Note that we never cast our large sparse user-item matrix to dense! we never materialize our confidence matrix. Here as promised we exploit special structure of confidence function – (C = 1 + f(R))

But as I said above this implementation is 50000x – 100000x slower than it can be. And one of the main problems is access pattern to rows/columns of sparse matrices. Formats in which sparse matrices are stored (CSC, CSR) are designed for efficient matrix operations, not random access. Developers should avoid matrix slicing in hot paths of code. Another problem is that even after subsetting we multiply sparse vector by a large dense matrix. Which is effectively equal to just subsetting columns of dense matrix which correspond to non-zero indices in sparse vector and elementwise product to sparse vector values.

Moreover, since we are doing this sequentially user-by-user we can efficiently use CSC or CSR compressed matrix format. Another great thing about ALS is that it can be easily parallelized since calculations for each user and each item are independent.
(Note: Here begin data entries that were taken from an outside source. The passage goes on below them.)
//! Configuration module for dragnet
//!
//! This module handles loading, parsing, and validating the two TOML
//! documents a run is built from: the global config (limits, storage,
//! proxies, named sites) and the pipeline (which sites to crawl and how to
//! transform the records).
//!
//! # Example
//!
//! ```no_run
//! use dragnet::config::{load_config, load_pipeline};
//! use std::path::Path;
//!
//! let config = load_config(Path::new("config.toml")).unwrap();
//! let pipeline = load_pipeline(Path::new("pipeline.toml")).unwrap();
//! println!("Crawling {} site(s)", pipeline.sites.len());
//! ```

mod parser;
mod types;
mod validation;

// Re-export types
pub use types::{
    BrowserConfig, Condition, Config, CrawlTarget, ExportConfig, ExportFormat, ExtractOptions,
    LoginConfig, Operation, PaginationConfig, Pipeline, PostProcessing, ProxyConfig, ScrapeMode,
    SiteConfig, StorageConfig, StorageKind,
};

// Re-export parser functions
pub use parser::{compute_config_hash, load_config, load_config_with_hash, load_pipeline};

// Re-export validation entry points
pub use validation::{resolve_targets, validate, validate_pipeline};
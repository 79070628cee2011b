//! Dragnet: a configurable crawl and extraction pipeline
//!
//! This crate drives multi-site scraping runs: per-site pagination with retry
//! and rate limiting, optional login sessions and proxy rotation, declarative
//! post-processing of the extracted records, and pluggable storage sinks.

pub mod config;
pub mod crawler;
pub mod fetch;
pub mod output;
pub mod process;
pub mod record;
pub mod storage;

use thiserror::Error;

/// Main error type for dragnet operations
#[derive(Debug, Error)]
pub enum DragnetError {
    #[error("Configuration error: {0}")]
    Config(#[from] ConfigError),

    #[error("Fetch error: {0}")]
    Fetch(#[from] FetchError),

    #[error("Authentication error: {0}")]
    Auth(#[from] AuthError),

    #[error("Extraction error: {0}")]
    Extract(#[from] ExtractError),

    #[error("Storage error: {0}")]
    Storage(#[from] storage::StorageError),

    #[error("URL parse error: {0}")]
    UrlParse(#[from] url::ParseError),

    #[error("IO error: {0}")]
    Io(#[from] std::io::Error),
}

/// Configuration-specific errors
///
/// All of these surface before any network activity: configuration is
/// validated eagerly and a bad document fails the whole run.
#[derive(Debug, Error)]
pub enum ConfigError {
    #[error("Failed to read config file: {0}")]
    Io(#[from] std::io::Error),

    #[error("Failed to parse TOML: {0}")]
    Parse(#[from] toml::de::Error),

    #[error("Validation error: {0}")]
    Validation(String),

    #[error("Invalid URL in config: {0}")]
    InvalidUrl(String),

    #[error("Pipeline references unknown site '{0}'")]
    UnknownSite(String),

    #[error("Invalid selector for '{name}': {selector}")]
    InvalidSelector { name: String, selector: String },
}

/// Errors from a single fetch attempt
///
/// These are retryable: the pagination driver retries a failed fetch up to
/// the configured attempt bound before skipping the page.
#[derive(Debug, Error)]
pub enum FetchError {
    #[error("Request timeout for {url}")]
    Timeout { url: String },

    #[error("HTTP {status} for {url}")]
    Http { url: String, status: u16 },

    #[error("Network error for {url}: {message}")]
    Network { url: String, message: String },

    #[error("Failed to build HTTP client: {0}")]
    Client(String),

    #[error("{0}")]
    Unsupported(String),
}

/// Login failures, fatal for the affected site
///
/// A site whose authentication fails is skipped entirely; login is never
/// retried within a run to avoid credential lockout.
#[derive(Debug, Error)]
pub enum AuthError {
    #[error("Site '{site}' requires login but has no credentials configured")]
    MissingCredentials { site: String },

    #[error("Login rejected for site '{site}' (HTTP {status})")]
    Rejected { site: String, status: u16 },

    #[error("Login timed out for site '{site}'")]
    Timeout { site: String },

    #[error("Login failed for site '{site}': {message}")]
    Network { site: String, message: String },
}

/// Extraction errors
///
/// A selector that matches nothing is not an error (the field is simply
/// absent from the record); this only covers selectors that fail to parse
/// at extraction time.
#[derive(Debug, Error)]
pub enum ExtractError {
    #[error("Selector '{name}' failed to parse: {message}")]
    Selector { name: String, message: String },
}

/// Result type alias for dragnet operations
pub type Result<T> = std::result::Result<T, DragnetError>;

/// Result type alias for configuration operations
pub type ConfigResult<T> = std::result::Result<T, ConfigError>;

// Re-export commonly used types
pub use config::{Config, Operation, Pipeline, ScrapeMode};
pub use crawler::Orchestrator;
pub use output::{RunReport, SiteReport, SiteStatus};
pub use record::{FieldValue, Record, RecordBatch};
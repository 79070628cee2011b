//! CSV storage sink
//!
//! Appends records to a single CSV file. The column order is fixed the
//! first time the file gains a header: the implicit context fields first,
//! then the remaining field names in sort order. Later batches are aligned
//! to that header; fields without a column are dropped with a warning and
//! missing fields become empty cells.

use crate::record::RecordBatch;
use crate::storage::traits::{StorageResult, StorageSink};
use async_trait::async_trait;
use std::collections::BTreeSet;
use std::fs::OpenOptions;
use std::io::Write;
use std::mem::take;
use std::path::{Path, PathBuf};
use tokio::sync::Mutex;
use tracing::{debug, warn};

/// Columns every record carries, pinned to the front of a fresh header
const CONTEXT_COLUMNS: [&str; 3] = ["site", "url", "fetched_at"];

/// CSV file sink
pub struct CsvSink {
    path: PathBuf,

    /// Column order, locked in when the header is first read or written
    header: Mutex<Option<Vec<String>>>,
}

impl CsvSink {
    /// Creates a sink appending to the given file
    ///
    /// The file is not touched until the first non-empty batch is stored.
    pub fn new(path: impl Into<PathBuf>) -> Self {
        Self {
            path: path.into(),
            header: Mutex::new(None),
        }
    }
}

#[async_trait]
impl StorageSink for CsvSink {
    async fn store(&self, batch: &RecordBatch) -> StorageResult<()> {
        if batch.is_empty() {
            return Ok(());
        }

        // Holding the header lock across the append serializes concurrent
        // store calls on the same file.
        let mut guard = self.header.lock().await;

        if guard.is_none() {
            *guard = read_header(&self.path)?;
        }

        let mut out = String::new();
        let columns = guard.get_or_insert_with(|| {
            let columns = batch_columns(batch);
            push_row(&mut out, columns.iter().map(String::as_str));
            columns
        });

        let mut dropped: BTreeSet<&str> = BTreeSet::new();
        for record in batch {
            for name in record.field_names() {
                if !columns.iter().any(|column| column == name) {
                    dropped.insert(name);
                }
            }
            let cells: Vec<String> = columns
                .iter()
                .map(|column| record.text(column).unwrap_or_default())
                .collect();
            push_row(&mut out, cells.iter().map(String::as_str));
        }

        if !dropped.is_empty() {
            warn!(
                path = %self.path.display(),
                fields = ?dropped,
                "fields missing from the existing CSV header were dropped"
            );
        }

        let mut file = OpenOptions::new()
            .append(true)
            .create(true)
            .open(&self.path)?;
        file.write_all(out.as_bytes())?;

        debug!(
            path = %self.path.display(),
            records = batch.len(),
            "appended batch to CSV file"
        );
        Ok(())
    }

    fn destination(&self) -> String {
        self.path.display().to_string()
    }
}

/// Column order for a fresh file
fn batch_columns(batch: &RecordBatch) -> Vec<String> {
    let mut extra: BTreeSet<&str> = BTreeSet::new();
    for record in batch {
        for name in record.field_names() {
            if !CONTEXT_COLUMNS.contains(&name) {
                extra.insert(name);
            }
        }
    }

    CONTEXT_COLUMNS
        .iter()
        .copied()
        .chain(extra)
        .map(str::to_string)
        .collect()
}

/// Reads the header of an existing file, if there is one
fn read_header(path: &Path) -> StorageResult<Option<Vec<String>>> {
    if !path.exists() {
        return Ok(None);
    }

    let contents = std::fs::read_to_string(path)?;
    match contents.lines().next() {
        Some(line) if !line.trim().is_empty() => Ok(Some(parse_row(line))),
        _ => Ok(None),
    }
}

/// Splits one CSV line into cells, honoring quotes and doubled-quote escapes
fn parse_row(line: &str) -> Vec<String> {
    let mut cells = Vec::new();
    let mut cell = String::new();
    let mut in_quotes = false;
    let mut chars = line.chars().peekable();

    while let Some(ch) = chars.next() {
        match ch {
            '"' => {
                if in_quotes {
                    if chars.peek() == Some(&'"') {
                        chars.next();
                        cell.push('"');
                    } else {
                        in_quotes = false;
                    }
                } else {
                    in_quotes = true;
                }
            }
            ',' if !in_quotes => cells.push(take(&mut cell)),
            _ => cell.push(ch),
        }
    }

    cells.push(cell);
    cells
}

/// Appends one quoted CSV row to the buffer
fn push_row<'a, I>(out: &mut String, cells: I)
where
    I: IntoIterator<Item = &'a str>,
{
    let mut first = true;
    for cell in cells {
        if !first {
            out.push(',');
        } else {
            first = false;
        }
        if needs_quotes(cell) {
            out.push('"');
            out.push_str(&cell.replace('"', "\"\""));
            out.push('"');
        } else {
            out.push_str(cell);
        }
    }
    out.push('\n');
}

fn needs_quotes(cell: &str) -> bool {
    cell.contains(',') || cell.contains('"') || cell.contains('\n') || cell.contains('\r')
}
So each iteration in a loop above could be done in parallel!

Summarizing the above we can rewrite our solver in the following way:

#' @X - user or item embeddings of the shape rank * n_user or rank * n_item
#' @confidence_uset_item sparse user-item interactions matrix non-zero values of which 
#' were transformed to confidence matrix with using `1 + f(x)`
#' @Lambda - regularization constant
solver = function(X, confidence_uset_item, Lambda, n_cores = 1, ...) {
  XtX = tcrossprod(X)
  XtX_ridge = XtX + Lambda
  nc = ncol(confidence_uset_item)
  RES = parallel::mclapply(1:nc, function(i) {
    p1 = confidence_uset_item@p[[i]]
    p2 = confidence_uset_item@p[[i + 1L]]
    pind = p1 + seq_len(p2 - p1)
    ind = confidence_uset_item@i[pind] + 1L
    confidence = confidence_uset_item@x[pind]
    X_i = X[, ind, drop = FALSE]
    lhs = XtX_ridge + X_i %*% (t(X_i) * (confidence - 1))
    rhs = X_i %*% confidence
    solve(lhs, rhs)
  }, mc.cores = n_cores, ...)
  do.call(cbind, RES)
}

Using the above insights allowed us to write weighted ALS solver in pure R which is comparable in speed to highly optimized Quora qmf solver and Spark ALS (benchmarks in next post).

reco package

Also I’m glad to open-source my R’s reco package which uses RcppArmadillo and OpenMP, so it is even more performant and memory friendly. In the next post I will show how to build recommendations on large real-world datasets. We will see that cross-validation of recommendations is not an obvious thing and will learn how to make recommendations for new users (which is usually not described in articles and a lot of people are struggling with).